Publicity about the so-called "medical marijuana" bill calls it a
compromise, but that's not what it is. It is a false step to reform,
not a first step. Predicated more on residual "reefer madness"
attitudes about people smoking cannabis for fun, instead of seriously
seeking relief for suffering Minnesotans, this law repeats the
mistakes of its predecessor, the 1980 THC Therapeutic Research Act,
which was a dead letter as soon as it was passed.

The new law will actually discredit the reform it purports to achieve.
That sabotage is intentional, not on the part of the sponsors but
certainly on the part of the obstructionists like the law enforcement
lobby and their stooge, Gov. Mark Dayton. All they actually want is a
public relations gimmick to counteract the negative publicity
generated by desperate parents with suffering children.

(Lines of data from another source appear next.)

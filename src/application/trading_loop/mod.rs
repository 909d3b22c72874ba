//! Trading loop orchestrator.
//!
//! One `TradingLoop` per process owns the loop configuration and state. A
//! timer task and manual `run_single_cycle` calls share the same pass
//! function, and a per-symbol in-flight guard keeps them from overlapping on
//! a symbol.

mod cycle;
pub mod config;
pub mod gate;
pub mod in_flight;
pub mod report;
pub mod state;

pub use config::{LoopConfig, LoopConfigUpdate};
pub use report::{CycleDecision, CycleOutcome, CyclePhase, CycleReport, PlannedOrder, SymbolError};
pub use state::{LoopState, LoopStatus, MessageLevel};

use crate::application::strategies::StrategyExecutor;
use crate::domain::errors::{ConfigError, LoopControlError};
use crate::domain::market::market_regime::{RegimeClassifier, RegimeConfig};
use crate::domain::market::strategy_config::StrategyConfig;
use crate::domain::ports::{AuditLogger, ExchangeClient};
use crate::domain::risk::risk_config::RiskConfig;
use crate::domain::risk::risk_engine::RiskEngine;
use crate::domain::risk::volatility_guard::{VolatilityGuard, VolatilityGuardConfig};
use crate::domain::trading::trading_pair::TradingPair;
use crate::infrastructure::observability::Metrics;
use in_flight::InFlightGuard;
use std::sync::Arc;
use std::time::Duration;
use tokio::sync::{Mutex, RwLock, watch};
use tokio::task::JoinHandle;
use tracing::{error, info, warn};

/// Server clock drift above which a warning is logged on start
pub const MAX_CLOCK_SKEW_MS: i64 = 5_000;

/// Engine parameters fixed for the lifetime of the loop
#[derive(Debug, Clone)]
pub struct TradingLoopSettings {
    pub loop_config: LoopConfig,
    pub regime: RegimeConfig,
    pub volatility_guard: VolatilityGuardConfig,
    pub risk: RiskConfig,
    pub strategy: StrategyConfig,
    pub message_log_capacity: usize,
}

impl Default for TradingLoopSettings {
    fn default() -> Self {
        Self {
            loop_config: LoopConfig::default(),
            regime: RegimeConfig::default(),
            volatility_guard: VolatilityGuardConfig::default(),
            risk: RiskConfig::default(),
            strategy: StrategyConfig::default(),
            message_log_capacity: 200,
        }
    }
}

impl TradingLoopSettings {
    pub fn validate(&self) -> Result<(), ConfigError> {
        self.regime.validate()?;
        self.volatility_guard.validate()?;
        self.risk.validate()?;
        self.strategy.validate()?;
        Ok(())
    }
}

#[derive(Debug, Clone, Copy, PartialEq, Eq)]
pub(crate) enum Trigger {
    Timer,
    Manual,
}

impl Trigger {
    pub(crate) fn as_str(&self) -> &'static str {
        match self {
            Trigger::Timer => "timer",
            Trigger::Manual => "manual",
        }
    }
}

struct TimerTask {
    stop_tx: watch::Sender<bool>,
    handle: JoinHandle<()>,
}

pub struct TradingLoop {
    config: RwLock<LoopConfig>,
    state: RwLock<LoopState>,
    in_flight: InFlightGuard,
    timer: Mutex<Option<TimerTask>>,
    exchange: Arc<dyn ExchangeClient>,
    audit: Arc<dyn AuditLogger>,
    metrics: Metrics,
    classifier: RegimeClassifier,
    guard: VolatilityGuard,
    risk_engine: RiskEngine,
    executor: StrategyExecutor,
}

impl TradingLoop {
    pub fn new(
        exchange: Arc<dyn ExchangeClient>,
        audit: Arc<dyn AuditLogger>,
        metrics: Metrics,
        settings: TradingLoopSettings,
    ) -> Result<Arc<Self>, ConfigError> {
        settings.validate()?;
        let loop_config = settings.loop_config.normalized()?;

        Ok(Arc::new(Self {
            config: RwLock::new(loop_config),
            state: RwLock::new(LoopState::new(settings.message_log_capacity)),
            in_flight: InFlightGuard::new(),
            timer: Mutex::new(None),
            exchange,
            audit,
            metrics,
            classifier: RegimeClassifier::new(settings.regime),
            guard: VolatilityGuard::new(settings.volatility_guard),
            risk_engine: RiskEngine::new(settings.risk),
            executor: StrategyExecutor::new(&settings.strategy),
        }))
    }

    pub fn metrics(&self) -> &Metrics {
        &self.metrics
    }

    /// STOPPED -> RUNNING. Refused when already running or disabled.
    pub async fn start(self: &Arc<Self>) -> Result<(), LoopControlError> {
        let mut timer = self.timer.lock().await;
        if timer.is_some() {
            warn!("TradingLoop: start refused, already running");
            return Err(LoopControlError::AlreadyRunning);
        }
        if !self.config.read().await.enabled {
            warn!("TradingLoop: start refused, trading is disabled");
            return Err(LoopControlError::Disabled);
        }

        self.check_clock().await;

        let (stop_tx, stop_rx) = watch::channel(false);
        let this = Arc::clone(self);
        let handle = tokio::spawn(async move { this.run_timer(stop_rx).await });
        *timer = Some(TimerTask { stop_tx, handle });

        self.state.write().await.status = LoopStatus::Running;
        self.record(MessageLevel::Info, "Trading loop started").await;
        Ok(())
    }

    /// RUNNING -> STOPPED. Waits for an in-flight pass to finish.
    /// Returns `false` if the loop was not running.
    pub async fn stop(&self) -> bool {
        let Some(task) = self.timer.lock().await.take() else {
            info!("TradingLoop: stop requested but loop was not running");
            return false;
        };

        let _ = task.stop_tx.send(true);
        if let Err(e) = task.handle.await {
            error!("TradingLoop: timer task ended abnormally: {}", e);
        }

        self.state.write().await.status = LoopStatus::Stopped;
        self.record(MessageLevel::Info, "Trading loop stopped").await;
        true
    }

    /// Applies a partial update atomically; on error nothing changes.
    pub async fn configure(&self, update: LoopConfigUpdate) -> Result<LoopConfig, ConfigError> {
        let mut config = self.config.write().await;
        match config.apply(update) {
            Ok(next) => {
                *config = next.clone();
                drop(config);
                self.record(
                    MessageLevel::Info,
                    format!(
                        "Configuration updated: symbols={:?} interval={}ms dry_run={} base_size={} max_concurrent={} enabled={}",
                        next.symbols.iter().map(TradingPair::as_str).collect::<Vec<_>>(),
                        next.interval_ms,
                        next.dry_run,
                        next.base_position_size,
                        next.max_concurrent_trades,
                        next.enabled
                    ),
                )
                .await;
                Ok(next)
            }
            Err(e) => {
                warn!("TradingLoop: configuration rejected: {}", e);
                Err(e)
            }
        }
    }

    /// Clears rolling metrics, volatility history, messages and kill-switches.
    pub async fn reset_state(&self) {
        self.state.write().await.reset();
        for symbol in TradingPair::ALL {
            self.metrics.set_kill_switch(symbol.as_str(), false);
        }
        self.record(MessageLevel::Warn, "Loop state reset").await;
    }

    /// Re-arms one symbol's kill-switch. Returns whether it was tripped.
    pub async fn reset_kill_switch(&self, symbol: TradingPair) -> bool {
        let was_tripped = {
            let mut state = self.state.write().await;
            match state.volatility.get_mut(&symbol) {
                Some(guard) => {
                    let tripped = guard.kill_switch_active();
                    guard.reset_kill_switch();
                    tripped
                }
                None => false,
            }
        };
        self.metrics.set_kill_switch(symbol.as_str(), false);
        if was_tripped {
            self.record(
                MessageLevel::Warn,
                format!("Kill-switch manually reset for {}", symbol),
            )
            .await;
        }
        was_tripped
    }

    /// One FETCH..LOG pass over every configured symbol, independent of the timer.
    pub async fn run_single_cycle(&self) -> CycleReport {
        self.run_pass(Trigger::Manual).await
    }

    pub async fn get_config(&self) -> LoopConfig {
        self.config.read().await.clone()
    }

    pub async fn get_state(&self) -> LoopState {
        self.state.read().await.clone()
    }

    pub async fn is_running(&self) -> bool {
        self.timer.lock().await.is_some()
    }

    async fn run_timer(self: Arc<Self>, mut stop_rx: watch::Receiver<bool>) {
        info!("TradingLoop: timer task started");
        loop {
            if *stop_rx.borrow() {
                break;
            }

            let (enabled, interval_ms) = {
                let config = self.config.read().await;
                (config.enabled, config.interval_ms)
            };

            if enabled {
                self.run_pass(Trigger::Timer).await;
            } else {
                info!("TradingLoop: tick skipped, trading is disabled");
            }

            tokio::select! {
                _ = tokio::time::sleep(Duration::from_millis(interval_ms)) => {}
                _ = stop_rx.changed() => break,
            }
        }
        info!("TradingLoop: timer task exited");
    }

    async fn check_clock(&self) {
        let timeout_ms = self.config.read().await.exchange_timeout_ms;
        match self
            .timed("get_server_time", timeout_ms, self.exchange.get_server_time())
            .await
        {
            Ok(server_time) => {
                let skew = (server_time - cycle::now_ms()).abs();
                if skew > MAX_CLOCK_SKEW_MS {
                    warn!(
                        "TradingLoop: local clock differs from exchange by {}ms",
                        skew
                    );
                }
            }
            Err(e) => warn!("TradingLoop: server time check failed: {}", e),
        }
    }

    /// Pushes to the bounded message log and mirrors it to tracing
    async fn record(&self, level: MessageLevel, message: impl Into<String>) {
        let message = message.into();
        match level {
            MessageLevel::Info => info!("TradingLoop: {}", message),
            MessageLevel::Warn => warn!("TradingLoop: {}", message),
            MessageLevel::Error => error!("TradingLoop: {}", message),
        }
        self.state
            .write()
            .await
            .messages
            .push(cycle::now_ms(), level, message);
    }
}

This pretend compromise picks and chooses which medical conditions may
be treated - as if legislators and cops were qualified to practice
medicine - thereby denying equal protection of the laws. It involves
the police directly in making decisions about medical care; no other
diseases can be added without approval by a committee that is weighted
with "law enforcement" members. It requires patients to buy a license
for the privilege of obtaining medication. It attaches more criminal
penalties to cannabis when public opinion favors ending prohibition.
It intrudes state bureaucracy between doctors and patients with
burdensome monitoring and reporting requirements. It denies patients
the most convenient, inexpensive, and efficacious methods of
administration and selftitration of dosage amounts and frequency.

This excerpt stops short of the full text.